By Jorge Rivas Mar 3, 2010

A new report by the Investigative Reporting Program at UC Berkeley with California Watch found that in 2009 California's sobriety checkpoints nabbed about 3,000 drunk drivers off the road but also impounded the cars of 24,000 unlicensed drivers. The state-aided checkpoints, which net $40 million annually in fines and seizures, are often in or near Latino neighborhoods, and vehicles seized for lack of drivers licenses mostly come from people of color -- "often illegal immigrants," according to the report. In 1993, one year before California voters would approve Prop. 187, State Senator Elaine Alquist (D-San Jose), introduced state bill SB 976, which mandated the state stop issuing drivers license to undocumented immigrants, which Governor Pete Wilson later signed in to law. Today, while many immigrants can purchase a car and automobile insurance they cannot obtain a drivers license. According to the report "Car seizures at DUI checkpoints prove profitable for cities", districts with large Latino population net the most car seizures. In South Gate, a Los Angeles County city where Latinos make up 92 percent of the population, police confiscated an average of 86 vehicles per operation last fiscal year and an average of 12 drivers under the influence of drugs. But the practice continues because checkpoints are lucrative for cash-strapped cities since they're subsidized by the federal government and turn high profits from citations, towing and daily storage charges. The report also finds checkpoints are lucrative for police officers because many of them are working overtime.
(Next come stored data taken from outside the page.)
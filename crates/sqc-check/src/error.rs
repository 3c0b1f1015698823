//! Error type for the quality checks and the pipeline.

use thiserror::Error;

use sqc_schema::SchemaError;

/// A fault that aborts validation of one file.
///
/// Gate failures and findings are never reported through this type.
#[derive(Error, Debug)]
pub enum CheckError {
    /// The schema definition for the declared revision is unusable.
    #[error("schema error: {0}")]
    Schema(#[from] SchemaError),

    /// The scratch copy for the model gate could not be written.
    #[error("scratch file error: {0}")]
    Scratch(#[from] std::io::Error),

    /// The loaded model contradicts the loader contract.
    #[error("malformed scenario model: {0}")]
    MalformedModel(String),
}
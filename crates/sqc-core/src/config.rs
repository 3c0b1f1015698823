//! # Check Configuration
//!
//! Immutable configuration consumed by the structural checker and the
//! kinematics classifier. Every field has a default so an empty YAML
//! document, or no document at all, yields the standard rule set:
//!
//! | setting | default |
//! |---|---|
//! | acceleration error | 19.6 m/s² (2 g) |
//! | acceleration warning | 9.8 m/s² (1 g) |
//! | heading deviation error | 0.2 rad |
//! | heading deviation warning | 0.1 rad |
//! | intersection prefilter | enabled |
//! | intersection noise floor | 1e-6 m |
//! | parked speed | 1e-6 m/s |
//! | ego marker | `ego` |

use std::path::Path;

use serde::{Deserialize, Serialize};

use crate::error::QualityError;

/// Standard gravity, used to express the acceleration limits.
pub const GRAVITY: f64 = 9.8;

/// Error/warning limits for the kinematic classification.
///
/// A series is classified as an error when any absolute sample exceeds
/// the error limit; otherwise as a warning when any exceeds the warning
/// limit.
#[derive(Debug, Clone, Copy, PartialEq, Serialize, Deserialize)]
#[serde(default, deny_unknown_fields)]
pub struct Thresholds {
    /// Acceleration error limit in m/s².
    pub acceleration_error: f64,
    /// Acceleration warning limit in m/s².
    pub acceleration_warning: f64,
    /// Heading deviation (swim angle) error limit in radians.
    pub heading_error: f64,
    /// Heading deviation (swim angle) warning limit in radians.
    pub heading_warning: f64,
}

impl Default for Thresholds {
    fn default() -> Self {
        Self {
            acceleration_error: 2.0 * GRAVITY,
            acceleration_warning: GRAVITY,
            heading_error: 0.2,
            heading_warning: 0.1,
        }
    }
}

impl Thresholds {
    /// Reject negative or NaN limits and warning limits above error limits.
    pub fn validate(&self) -> Result<(), QualityError> {
        let pairs = [
            ("acceleration", self.acceleration_warning, self.acceleration_error),
            ("heading", self.heading_warning, self.heading_error),
        ];
        for (name, warning, error) in pairs {
            if !(warning >= 0.0 && error >= 0.0) {
                return Err(QualityError::InvalidConfig(format!(
                    "{name} thresholds must be non-negative numbers"
                )));
            }
            if warning > error {
                return Err(QualityError::InvalidConfig(format!(
                    "{name} warning threshold {warning} exceeds error threshold {error}"
                )));
            }
        }
        Ok(())
    }
}

/// Options for the spawn-time footprint intersection check.
#[derive(Debug, Clone, Copy, PartialEq, Serialize, Deserialize)]
#[serde(default, deny_unknown_fields)]
pub struct IntersectionOptions {
    /// Skip the exact polygon test for pairs whose centers are farther
    /// apart than twice the largest footprint radius.
    pub prefilter: bool,
    /// Center distances at or below this value are treated as identical
    /// positions and left to the duplicate-position check.
    pub noise_floor: f64,
}

impl Default for IntersectionOptions {
    fn default() -> Self {
        Self {
            prefilter: true,
            noise_floor: 1e-6,
        }
    }
}

/// Complete configuration for one validation run.
#[derive(Debug, Clone, PartialEq, Serialize, Deserialize)]
#[serde(default, deny_unknown_fields)]
pub struct QualityConfig {
    /// Kinematic classification limits.
    pub thresholds: Thresholds,
    /// Footprint intersection options.
    pub intersection: IntersectionOptions,
    /// Initial absolute speeds below this value mark an entity as parked.
    pub parked_speed: f64,
    /// Entity names containing this marker are ego entities.
    pub ego_marker: String,
}

impl Default for QualityConfig {
    fn default() -> Self {
        Self {
            thresholds: Thresholds::default(),
            intersection: IntersectionOptions::default(),
            parked_speed: 1e-6,
            ego_marker: "ego".to_string(),
        }
    }
}

impl QualityConfig {
    /// Parse a configuration from a YAML document and validate it.
    pub fn from_yaml_str(content: &str) -> Result<Self, QualityError> {
        // An empty document deserializes to null; treat it as all defaults.
        if content.trim().is_empty() {
            return Ok(Self::default());
        }
        let config: Self = serde_yaml::from_str(content)?;
        config.validate()?;
        Ok(config)
    }

    /// Load a configuration file.
    pub fn from_yaml_file(path: &Path) -> Result<Self, QualityError> {
        let content = std::fs::read_to_string(path)?;
        Self::from_yaml_str(&content)
    }

    /// Check internal consistency of all sections.
    pub fn validate(&self) -> Result<(), QualityError> {
        self.thresholds.validate()?;
        if !(self.intersection.noise_floor >= 0.0) {
            return Err(QualityError::InvalidConfig(
                "intersection noise floor must be non-negative".to_string(),
            ));
        }
        if self.ego_marker.is_empty() {
            return Err(QualityError::InvalidConfig(
                "ego marker must not be empty".to_string(),
            ));
        }
        Ok(())
    }

    /// Whether an entity name denotes an ego entity.
    pub fn is_ego(&self, entity: &str) -> bool {
        entity.contains(&self.ego_marker)
    }
}
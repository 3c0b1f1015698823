//! # sqc-check — Scenario Quality Checks
//!
//! The validation pipeline and the two checkers it runs on a loaded model.
//!
//! ## Pipeline (`pipeline`)
//!
//! [`Validator::validate`] runs three gates in order and stops at the first
//! one that fails:
//!
//! 1. markup: the file is well-formed XML,
//! 2. schema: the document conforms to the XSD of its declared revision,
//! 3. model: the parameter-substituted document loads as a scenario.
//!
//! When all gates pass, the structural and kinematic checks run and the
//! [`ValidationResult`] is completed. A failed gate is a result, not an
//! error.
//!
//! ## Structural Checks (`structural`)
//!
//! Missing entity definitions, identical spawn positions, overlapping spawn
//! footprints (`geometry`), and add/remove accounting (`events`).
//!
//! ## Kinematic Checks (`kinematics`)
//!
//! Finite-difference speed, acceleration and swim angle per trajectory,
//! classified against the configured thresholds.
//!
//! ## Crate Policy
//!
//! - Checkers read the model only through [`sqc_core::ScenarioView`].
//! - Findings are data. `CheckError` is reserved for model structure that
//!   contradicts the loader contract and for environment faults.

pub mod error;
pub mod events;
pub mod geometry;
pub mod kinematics;
pub mod pipeline;
pub mod result;
pub mod structural;

pub use error::CheckError;
pub use events::{EventClassifier, EventKind, LegacyNaming};
pub use geometry::{intersecting_pairs, Footprint, Point};
pub use kinematics::{
    check_kinematics, classify, classify_values, collect_trajectories, derive, KinematicCategory,
    KinematicSeries, Severity,
};
pub use pipeline::{validate, Validator};
pub use result::{
    CountCell, EntityCounts, KinematicFindings, StructuralFindings, SummaryRow, ValidationResult,
};
pub use structural::{check as check_structure, InitPosition, StructuralReport};
//! # Error Types
//!
//! Errors raised by the foundational layer. All errors use `thiserror`
//! for derive-based `Display` and `Error` implementations.
//!
//! ## Design
//!
//! - Gate failures of the validation pipeline are NOT errors; they are
//!   recorded as result fields by `sqc-check`.
//! - The variants here cover configuration loading and header value
//!   parsing, which callers may choose to degrade.

use thiserror::Error;

/// Top-level error type for the foundational crate.
#[derive(Error, Debug)]
pub enum QualityError {
    /// A configuration value is out of range or inconsistent.
    #[error("invalid configuration: {0}")]
    InvalidConfig(String),

    /// The configuration document could not be parsed.
    #[error("configuration parse error: {0}")]
    ConfigParse(#[from] serde_yaml::Error),

    /// A header date could not be interpreted as ISO-8601.
    #[error("invalid header date {value:?}: {reason}")]
    InvalidDate {
        /// The raw header value.
        value: String,
        /// Why parsing failed.
        reason: String,
    },

    /// A revision attribute was not a decimal number.
    #[error("invalid revision number {0:?}")]
    InvalidVersion(String),

    /// IO error.
    #[error("io error: {0}")]
    Io(#[from] std::io::Error),
}
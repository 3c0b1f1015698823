//! # Per-File CSV Report
//!
//! Sectioned two-column layout, one record per line:
//!
//! ```text
//! scenario_file,<path>
//! xml_loadable,<bool>
//! xsd_valid,<bool>
//! version,<major-minor>
//! author,<author>
//! date,<DD.MM.YYYY>
//! <vehicle category>,<count>      (one row per category, then total)
//!
//! file_errors
//! missing_entity_definitions
//! <entity>
//! identical_initposition_entities
//! <entity>,<entity>,...           (one row per cluster)
//! intersecting_entities
//! <entity>,<entity>
//! missing_in
//! <entity>
//!
//! dynamic_errors
//! acceleration_errors
//! ...
//! ```
//!
//! Absent values are empty cells. Entities without a category are counted
//! under an empty label.

use std::fs::File;
use std::io::Write;
use std::path::{Path, PathBuf};

use sqc_check::ValidationResult;

use crate::error::ReportError;
use crate::report_path;

type CsvWriter<W> = csv::Writer<W>;

fn bool_cell(value: bool) -> &'static str {
    if value {
        "true"
    } else {
        "false"
    }
}

fn section<'a, W: Write>(
    wtr: &mut CsvWriter<W>,
    title: &str,
    rows: impl IntoIterator<Item = Vec<&'a str>>,
) -> Result<(), ReportError> {
    wtr.write_record([title])?;
    for row in rows {
        wtr.write_record(&row)?;
    }
    Ok(())
}

fn blank<W: Write>(wtr: &mut CsvWriter<W>) -> Result<(), ReportError> {
    wtr.write_record(std::iter::empty::<&str>())?;
    Ok(())
}

/// Render the report for one result into `writer`.
pub fn render_csv<W: Write>(result: &ValidationResult, writer: W) -> Result<(), ReportError> {
    let mut wtr = csv::WriterBuilder::new().flexible(true).from_writer(writer);

    let path = result.file_path.display().to_string();
    let version = result.schema_version.map(|v| v.to_string()).unwrap_or_default();
    wtr.write_record(["scenario_file", path.as_str()])?;
    wtr.write_record(["xml_loadable", bool_cell(result.markup_ok)])?;
    wtr.write_record(["xsd_valid", bool_cell(result.schema_ok)])?;
    wtr.write_record(["version", version.as_str()])?;
    wtr.write_record(["author", result.author.as_deref().unwrap_or_default()])?;
    wtr.write_record(["date", result.date.as_deref().unwrap_or_default()])?;

    if result.is_checked() {
        for (ty, count) in &result.entity_counts.by_type {
            let count = count.to_string();
            wtr.write_record([ty.as_deref().unwrap_or_default(), count.as_str()])?;
        }
        let total = result.entity_counts.total.to_string();
        wtr.write_record(["total", total.as_str()])?;
    }

    let structural = &result.structural_errors;
    blank(&mut wtr)?;
    wtr.write_record(["file_errors"])?;
    section(
        &mut wtr,
        "missing_entity_definitions",
        structural.missing_definitions.iter().map(|e| vec![e.as_str()]),
    )?;
    section(
        &mut wtr,
        "identical_initposition_entities",
        structural
            .duplicate_positions
            .iter()
            .map(|cluster| cluster.iter().map(String::as_str).collect::<Vec<_>>()),
    )?;
    section(
        &mut wtr,
        "intersecting_entities",
        structural
            .intersections
            .iter()
            .map(|[a, b]| vec![a.as_str(), b.as_str()]),
    )?;
    section(
        &mut wtr,
        "missing_in",
        structural.unbalanced.iter().map(|e| vec![e.as_str()]),
    )?;

    let kinematic = &result.kinematic_errors;
    blank(&mut wtr)?;
    wtr.write_record(["dynamic_errors"])?;
    let categories = [
        ("acceleration_errors", &kinematic.accel_errors),
        ("acceleration_warnings", &kinematic.accel_warnings),
        ("swimangle_errors", &kinematic.heading_errors),
        ("swimangle_warnings", &kinematic.heading_warnings),
    ];
    for (title, entities) in categories {
        section(&mut wtr, title, entities.iter().map(|e| vec![e.as_str()]))?;
    }

    wtr.flush()?;
    Ok(())
}

/// Write `<out_dir>/<scenario file name>.csv` and return its path.
pub fn write_csv_report(result: &ValidationResult, out_dir: &Path) -> Result<PathBuf, ReportError> {
    let path = report_path(out_dir, &result.file_path, "csv");
    let file = File::create(&path).map_err(|source| ReportError::Write {
        path: path.clone(),
        source,
    })?;
    render_csv(result, file)?;
    tracing::info!(report = %path.display(), "CSV report written");
    Ok(path)
}

#[cfg(test)]
mod tests {
    use super::*;
    use sqc_core::{Scenario, SchemaVersion};
    use sqc_check::EntityCounts;

    fn records(bytes: &[u8]) -> Vec<Vec<String>> {
        csv::ReaderBuilder::new()
            .has_headers(false)
            .flexible(true)
            .from_reader(bytes)
            .records()
            .map(|r| r.unwrap().iter().map(str::to_string).collect::<Vec<_>>())
            .filter(|r| r.iter().any(|c| !c.is_empty()))
            .collect()
    }

    fn row(cells: &[&str]) -> Vec<String> {
        cells.iter().map(|c| c.to_string()).collect()
    }

    fn checked_result() -> ValidationResult {
        let mut result = ValidationResult::new("/data/cut_in.xosc");
        result.markup_ok = true;
        result.schema_ok = true;
        result.schema_version = Some(SchemaVersion::new(1, 2));
        result.model = Some(Scenario::default());
        result.author = Some("tester".to_string());
        result.date = Some("05.03.2024".to_string());
        result.spec_version = Some("1.2".to_string());
        result.entity_counts = EntityCounts::tally([Some("car"), Some("car"), Some("truck")]);
        result.structural_errors.duplicate_positions =
            vec![vec!["a".to_string(), "b".to_string(), "c".to_string()]];
        result.structural_errors.intersections = vec![["ego".to_string(), "car_1".to_string()]];
        result.kinematic_errors.heading_warnings = vec!["ego".to_string()];
        result
    }

    #[test]
    fn checked_result_layout() {
        let mut out = Vec::new();
        render_csv(&checked_result(), &mut out).unwrap();
        let rows = records(&out);

        assert_eq!(rows[0], row(&["scenario_file", "/data/cut_in.xosc"]));
        assert_eq!(rows[1], row(&["xml_loadable", "true"]));
        assert_eq!(rows[3], row(&["version", "1-2"]));
        assert_eq!(rows[5], row(&["date", "05.03.2024"]));
        assert_eq!(rows[6], row(&["car", "2"]));
        assert_eq!(rows[7], row(&["truck", "1"]));
        assert_eq!(rows[8], row(&["total", "3"]));
        assert_eq!(rows[9], row(&["file_errors"]));

        let cluster = rows.iter().position(|r| r[0] == "identical_initposition_entities").unwrap();
        assert_eq!(rows[cluster + 1], row(&["a", "b", "c"]));
        let pairs = rows.iter().position(|r| r[0] == "intersecting_entities").unwrap();
        assert_eq!(rows[pairs + 1], row(&["ego", "car_1"]));
        let warnings = rows.iter().position(|r| r[0] == "swimangle_warnings").unwrap();
        assert_eq!(rows[warnings + 1], row(&["ego"]));
        assert_eq!(rows.len(), warnings + 2);
    }

    #[test]
    fn unchecked_result_has_empty_sections() {
        let result = ValidationResult::new("broken.xosc");
        let mut out = Vec::new();
        render_csv(&result, &mut out).unwrap();
        let rows = records(&out);
        assert_eq!(rows[1], vec!["xml_loadable".to_string(), "false".to_string()]);
        assert!(rows.iter().all(|r| r[0] != "total"));
        let titles: Vec<&str> = rows[6..].iter().map(|r| r[0].as_str()).collect();
        assert_eq!(
            titles,
            vec![
                "file_errors",
                "missing_entity_definitions",
                "identical_initposition_entities",
                "intersecting_entities",
                "missing_in",
                "dynamic_errors",
                "acceleration_errors",
                "acceleration_warnings",
                "swimangle_errors",
                "swimangle_warnings",
            ]
        );
    }

    #[test]
    fn write_names_file_after_scenario() {
        let dir = tempfile::tempdir().unwrap();
        let path = write_csv_report(&checked_result(), dir.path()).unwrap();
        assert_eq!(path, dir.path().join("cut_in.xosc.csv"));
        let content = std::fs::read_to_string(&path).unwrap();
        assert!(content.starts_with("scenario_file,/data/cut_in.xosc"));
    }

    #[test]
    fn missing_out_dir_is_a_write_error() {
        let dir = tempfile::tempdir().unwrap();
        let err = write_csv_report(&checked_result(), &dir.path().join("absent")).unwrap_err();
        assert!(matches!(err, ReportError::Write { .. }));
    }
}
The Moreno Valley Police Department in Riverside County averaged 38 officers at each operation last year, six times more than federal guidelines say is required. The Investigative Reporting Program’s report did not find evidence that police departments set up checkpoints to specifically target Latino neighborhoods, but the outcome illustrates otherwise. And with budget deficits across the state, California will see an unprecedented number of checkpoints in 2010. Police are scheduling 2,500 of the operations in every region of California. Some departments have even begun to broaden the definition of sobriety checkpoints to include checking for unlicensed drivers. For a list of things you can do to keep undocumented immigrants from losing their cars, El Reflejo provides a list of things we can do to keep people informed:
Check the Crime and Public Safety section of your local paper for checkpoints, set up a Google alert, or sign up for text message alerts on Copwatchla.org. Then, when you find out where the next checkpoint will be, let people know! Make a listserv, post a bulletin, send text messages, make announcements at church, organization meetings or any other groups. My friend’s dad even keeps a sign in his trunk to place around checkpoints so people know where they are. Be creative!